What is required:
Output the data below exactly. Leave nothing out.

- - -

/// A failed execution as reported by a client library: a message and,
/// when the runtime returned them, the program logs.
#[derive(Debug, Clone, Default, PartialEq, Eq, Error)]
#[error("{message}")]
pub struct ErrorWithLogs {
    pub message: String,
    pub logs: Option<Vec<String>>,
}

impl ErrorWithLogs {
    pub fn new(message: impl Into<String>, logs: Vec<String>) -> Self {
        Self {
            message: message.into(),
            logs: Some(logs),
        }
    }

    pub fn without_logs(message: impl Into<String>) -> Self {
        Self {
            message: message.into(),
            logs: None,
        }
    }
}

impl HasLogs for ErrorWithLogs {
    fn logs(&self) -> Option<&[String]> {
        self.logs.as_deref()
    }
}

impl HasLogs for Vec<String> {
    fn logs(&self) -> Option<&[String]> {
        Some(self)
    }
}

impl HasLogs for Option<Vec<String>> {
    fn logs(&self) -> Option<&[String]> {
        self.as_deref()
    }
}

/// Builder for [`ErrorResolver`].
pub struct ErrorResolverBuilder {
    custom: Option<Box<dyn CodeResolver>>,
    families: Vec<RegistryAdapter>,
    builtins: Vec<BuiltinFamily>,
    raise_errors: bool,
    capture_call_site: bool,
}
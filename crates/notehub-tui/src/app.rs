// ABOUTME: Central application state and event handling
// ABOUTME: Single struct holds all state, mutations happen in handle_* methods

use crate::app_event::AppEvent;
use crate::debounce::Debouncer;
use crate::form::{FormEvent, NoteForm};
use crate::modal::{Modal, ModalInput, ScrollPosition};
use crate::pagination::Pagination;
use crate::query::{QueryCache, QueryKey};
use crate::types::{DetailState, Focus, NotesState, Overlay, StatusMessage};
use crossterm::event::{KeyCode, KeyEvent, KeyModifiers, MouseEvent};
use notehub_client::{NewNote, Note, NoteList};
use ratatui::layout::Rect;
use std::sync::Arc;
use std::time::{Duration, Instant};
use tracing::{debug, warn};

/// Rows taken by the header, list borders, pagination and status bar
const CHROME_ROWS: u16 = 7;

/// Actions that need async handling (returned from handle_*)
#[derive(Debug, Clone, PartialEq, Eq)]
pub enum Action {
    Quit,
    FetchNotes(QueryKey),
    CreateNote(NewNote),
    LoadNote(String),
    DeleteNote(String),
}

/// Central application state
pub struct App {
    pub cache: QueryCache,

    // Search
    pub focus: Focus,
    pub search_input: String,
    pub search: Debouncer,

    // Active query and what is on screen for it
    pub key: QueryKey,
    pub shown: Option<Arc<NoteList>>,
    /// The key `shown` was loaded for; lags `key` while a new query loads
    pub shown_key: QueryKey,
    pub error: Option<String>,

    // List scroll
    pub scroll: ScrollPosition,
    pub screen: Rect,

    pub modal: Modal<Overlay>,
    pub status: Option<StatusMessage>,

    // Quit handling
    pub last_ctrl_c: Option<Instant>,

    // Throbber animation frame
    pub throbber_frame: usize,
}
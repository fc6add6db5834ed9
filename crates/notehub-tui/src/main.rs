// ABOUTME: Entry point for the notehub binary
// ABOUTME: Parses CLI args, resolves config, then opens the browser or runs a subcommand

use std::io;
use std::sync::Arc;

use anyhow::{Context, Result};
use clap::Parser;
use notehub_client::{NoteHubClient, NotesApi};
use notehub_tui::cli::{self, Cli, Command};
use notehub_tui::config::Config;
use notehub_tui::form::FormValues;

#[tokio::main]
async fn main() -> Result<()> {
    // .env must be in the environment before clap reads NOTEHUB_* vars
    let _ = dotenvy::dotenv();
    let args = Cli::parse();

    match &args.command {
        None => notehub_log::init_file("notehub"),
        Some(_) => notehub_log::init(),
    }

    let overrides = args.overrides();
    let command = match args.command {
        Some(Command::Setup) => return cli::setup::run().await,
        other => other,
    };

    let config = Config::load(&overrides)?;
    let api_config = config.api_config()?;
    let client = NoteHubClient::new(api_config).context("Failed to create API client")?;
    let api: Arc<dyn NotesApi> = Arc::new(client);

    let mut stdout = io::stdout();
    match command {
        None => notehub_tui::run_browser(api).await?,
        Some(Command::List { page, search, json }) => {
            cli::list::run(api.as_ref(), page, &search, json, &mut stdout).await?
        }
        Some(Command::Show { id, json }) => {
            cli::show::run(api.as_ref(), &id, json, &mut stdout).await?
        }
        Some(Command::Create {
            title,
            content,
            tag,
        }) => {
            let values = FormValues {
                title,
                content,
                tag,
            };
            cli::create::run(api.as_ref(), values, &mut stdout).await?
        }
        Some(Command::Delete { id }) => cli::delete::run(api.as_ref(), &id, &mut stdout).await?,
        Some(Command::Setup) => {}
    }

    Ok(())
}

- - -

Written solution:
/// A failed execution as reported by a client library: a message and,
/// when the runtime returned them, the program logs.
#[derive(Debug, Clone, Default, PartialEq, Eq, Error)]
#[error("{message}")]
pub struct ErrorWithLogs {
    pub message: String,
    pub logs: Option<Vec<String>>,
}

impl ErrorWithLogs {
    pub fn new(message: impl Into<String>, logs: Vec<String>) -> Self {
        Self {
            message: message.into(),
            logs: Some(logs),
        }
    }

    pub fn without_logs(message: impl Into<String>) -> Self {
        Self {
            message: message.into(),
            logs: None,
        }
    }
}

impl HasLogs for ErrorWithLogs {
    fn logs(&self) -> Option<&[String]> {
        self.logs.as_deref()
    }
}

impl HasLogs for Vec<String> {
    fn logs(&self) -> Option<&[String]> {
        Some(self)
    }
}

impl HasLogs for Option<Vec<String>> {
    fn logs(&self) -> Option<&[String]> {
        self.as_deref()
    }
}

/// Builder for [`ErrorResolver`].
pub struct ErrorResolverBuilder {
    custom: Option<Box<dyn CodeResolver>>,
    families: Vec<RegistryAdapter>,
    builtins: Vec<BuiltinFamily>,
    raise_errors: bool,
    capture_call_site: bool,
}
filename crates/notehub-tui/src/app.rs
// ABOUTME: Central application state and event handling
// ABOUTME: Single struct holds all state, mutations happen in handle_* methods

use crate::app_event::AppEvent;
use crate::debounce::Debouncer;
use crate::form::{FormEvent, NoteForm};
use crate::modal::{Modal, ModalInput, ScrollPosition};
use crate::pagination::Pagination;
use crate::query::{QueryCache, QueryKey};
use crate::types::{DetailState, Focus, NotesState, Overlay, StatusMessage};
use crossterm::event::{KeyCode, KeyEvent, KeyModifiers, MouseEvent};
use notehub_client::{NewNote, Note, NoteList};
use ratatui::layout::Rect;
use std::sync::Arc;
use std::time::{Duration, Instant};
use tracing::{debug, warn};

/// Rows taken by the header, list borders, pagination and status bar
const CHROME_ROWS: u16 = 7;

/// Actions that need async handling (returned from handle_*)
#[derive(Debug, Clone, PartialEq, Eq)]
pub enum Action {
    Quit,
    FetchNotes(QueryKey),
    CreateNote(NewNote),
    LoadNote(String),
    DeleteNote(String),
}

/// Central application state
pub struct App {
    pub cache: QueryCache,

    // Search
    pub focus: Focus,
    pub search_input: String,
    pub search: Debouncer,

    // Active query and what is on screen for it
    pub key: QueryKey,
    pub shown: Option<Arc<NoteList>>,
    /// The key `shown` was loaded for; lags `key` while a new query loads
    pub shown_key: QueryKey,
    pub error: Option<String>,

    // List scroll
    pub scroll: ScrollPosition,
    pub screen: Rect,

    pub modal: Modal<Overlay>,
    pub status: Option<StatusMessage>,

    // Quit handling
    pub last_ctrl_c: Option<Instant>,

    // Throbber animation frame
    pub throbber_frame: usize,
}
repository fc6add6db5834ed9
filename crates/notehub-tui/src/main.rs
// ABOUTME: Entry point for the notehub binary
// ABOUTME: Parses CLI args, resolves config, then opens the browser or runs a subcommand

use std::io;
use std::sync::Arc;

use anyhow::{Context, Result};
use clap::Parser;
use notehub_client::{NoteHubClient, NotesApi};
use notehub_tui::cli::{self, Cli, Command};
use notehub_tui::config::Config;
use notehub_tui::form::FormValues;

#[tokio::main]
async fn main() -> Result<()> {
    // .env must be in the environment before clap reads NOTEHUB_* vars
    let _ = dotenvy::dotenv();
    let args = Cli::parse();

    match &args.command {
        None => notehub_log::init_file("notehub"),
        Some(_) => notehub_log::init(),
    }

    let overrides = args.overrides();
    let command = match args.command {
        Some(Command::Setup) => return cli::setup::run().await,
        other => other,
    };

    let config = Config::load(&overrides)?;
    let api_config = config.api_config()?;
    let client = NoteHubClient::new(api_config).context("Failed to create API client")?;
    let api: Arc<dyn NotesApi> = Arc::new(client);

    let mut stdout = io::stdout();
    match command {
        None => notehub_tui::run_browser(api).await?,
        Some(Command::List { page, search, json }) => {
            cli::list::run(api.as_ref(), page, &search, json, &mut stdout).await?
        }
        Some(Command::Show { id, json }) => {
            cli::show::run(api.as_ref(), &id, json, &mut stdout).await?
        }
        Some(Command::Create {
            title,
            content,
            tag,
        }) => {
            let values = FormValues {
                title,
                content,
                tag,
            };
            cli::create::run(api.as_ref(), values, &mut stdout).await?
        }
        Some(Command::Delete { id }) => cli::delete::run(api.as_ref(), &id, &mut stdout).await?,
        Some(Command::Setup) => {}
    }

    Ok(())
}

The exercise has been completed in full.